L’enfant quitta enfin l’enceinte du marché et emprunta une ruelle qui débouchait sur l’esplanade des Saints-Supplices. La foule se clairsemait sur le parvis du temple où se dressaient des croix-de-feu éclairées par des projecteurs de sol. Ce système d’éclairage permanent était le fruit de l’imagination de l’ancien gouverneur d’Ut-Gen, le cardinal Fracist Bogh, élu depuis lors muffi de l’Église. Les faisceaux lumineux soulignaient les corps écartelés par les souffleries et permettaient de constater qu’ils en étaient à des stades différents de calcination : les uns n’étaient plus que des masses informes de chair boursouflée, purulente, d’autres commençaient seulement à se dépouiller de leurs cheveux et de leur apparence humaine, d’autres enfin, intacts n’était-ce la teinte rougeâtre qui leur enflammait la peau, avaient encore assez de forces pour se tordre de douleur sous les intolérables caresses du feu pulsé. Ils étaient trop asséchés pour laisser couler des larmes mais l’insupportable souffrance se lisait dans leurs yeux exorbités, et leur bouche entrouverte laissait échapper des gémissements inaudibles.
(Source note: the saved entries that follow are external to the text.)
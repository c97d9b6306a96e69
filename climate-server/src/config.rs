//! Server configuration.

use std::net::SocketAddr;

use crate::store::StoreConfig;

/// Environment variable naming the dataset file.
pub const DATABASE_VAR: &str = "CLIMATE_DATABASE";

/// Environment variable for the listen address.
pub const BIND_ADDR_VAR: &str = "CLIMATE_BIND_ADDR";

/// Environment variable for the store pool size.
pub const MAX_CONNECTIONS_VAR: &str = "CLIMATE_MAX_CONNECTIONS";

/// Errors from reading configuration.
#[derive(Debug, Clone, PartialEq, Eq, thiserror::Error)]
pub enum ConfigError {
    /// A variable was set but could not be parsed
    #[error("invalid {name}={value:?}: {reason}")]
    Invalid {
        name: &'static str,
        value: String,
        reason: String,
    },
}

/// Configuration for the HTTP server and its dataset.
#[derive(Debug, Clone, PartialEq, Eq)]
pub struct ServerConfig {
    /// Address to listen on
    pub bind_addr: SocketAddr,

    /// Dataset location and pool size
    pub store: StoreConfig,
}

impl ServerConfig {
    /// Read configuration from the process environment.
    ///
    /// Unset variables fall back to the defaults.
    pub fn from_env() -> Result<Self, ConfigError> {
        Self::from_lookup(|name| std::env::var(name).ok())
    }

    /// Read configuration through an arbitrary variable lookup.
    pub fn from_lookup(lookup: impl Fn(&str) -> Option<String>) -> Result<Self, ConfigError> {
        let mut config = Self::default();

        if let Some(path) = lookup(DATABASE_VAR) {
            config.store.path = path.into();
        }

        if let Some(value) = lookup(BIND_ADDR_VAR) {
            config.bind_addr = value.parse().map_err(|e: std::net::AddrParseError| {
                ConfigError::Invalid {
                    name: BIND_ADDR_VAR,
                    value: value.clone(),
                    reason: e.to_string(),
                }
            })?;
        }

        if let Some(value) = lookup(MAX_CONNECTIONS_VAR) {
            let max = match value.parse::<u32>() {
                Ok(0) => Err("must be at least 1".to_string()),
                Ok(n) => Ok(n),
                Err(e) => Err(e.to_string()),
            };
            config.store.max_connections = max.map_err(|reason| ConfigError::Invalid {
                name: MAX_CONNECTIONS_VAR,
                value,
                reason,
            })?;
        }

        Ok(config)
    }
}

impl Default for ServerConfig {
    fn default() -> Self {
        Self {
            bind_addr: SocketAddr::from(([127, 0, 0, 1], 5000)),
            store: StoreConfig::default(),
        }
    }
}
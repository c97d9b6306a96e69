//! Climate API server.
//!
//! A read-only JSON API over a SQLite dataset of weather station
//! measurements: precipitation by date, station names, the last year of
//! temperature observations, and temperature summaries for date ranges.

pub mod config;
pub mod domain;
pub mod store;
pub mod web;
Les hommes témoignaient également d’une ingéniosité incomparable pour torturer leurs semblables. La notion de cruauté était étrangère à l’Hyponéros. Les Scaythes se contentaient d’effacer l’humanité, elle et son champ d’action, parce que telle était la tâche pour laquelle ils avaient été conçus et ils la remplissaient avec la froide efficacité qui les caractérisait (dernières probabilités : 94,06 %).
L’enfant s’immobilisa au pied d’une croix-de-feu et contempla le supplicié pendant quelques minutes, un homme jeune dont les muscles imposants et bandés ne parvenaient pas à infléchir les flux d’air concentré qui maintenaient écartés ses bras et ses jambes. Kyax se posta à quelques pas, feignit d’admirer les tourelles effilées, élégantes, du temple kreuzien et, en même temps, effectua une rapide incursion dans le cerveau de l’hérétique. Il eut l’impression – une réaction significative de ses implants cérébraux plutôt qu’une véritable impression – de pénétrer dans un volcan en éruption où la douleur était un grondement sourd et les pensées des gerbes de lave en fusion. Cela ressemblait assez fidèlement à une dissolution dans la cuve matricielle et Kyax rencontra quelques difficultés à donner une cohérence à l’ensemble. Il découvrit cependant que l’homme pensait à un autre homme, son ancien amant plus exactement, et que, animé par un ultime et incompréhensible sentiment de pudeur, il tentait désespérément de placer ses mains en paravent devant ses organes de reproduction.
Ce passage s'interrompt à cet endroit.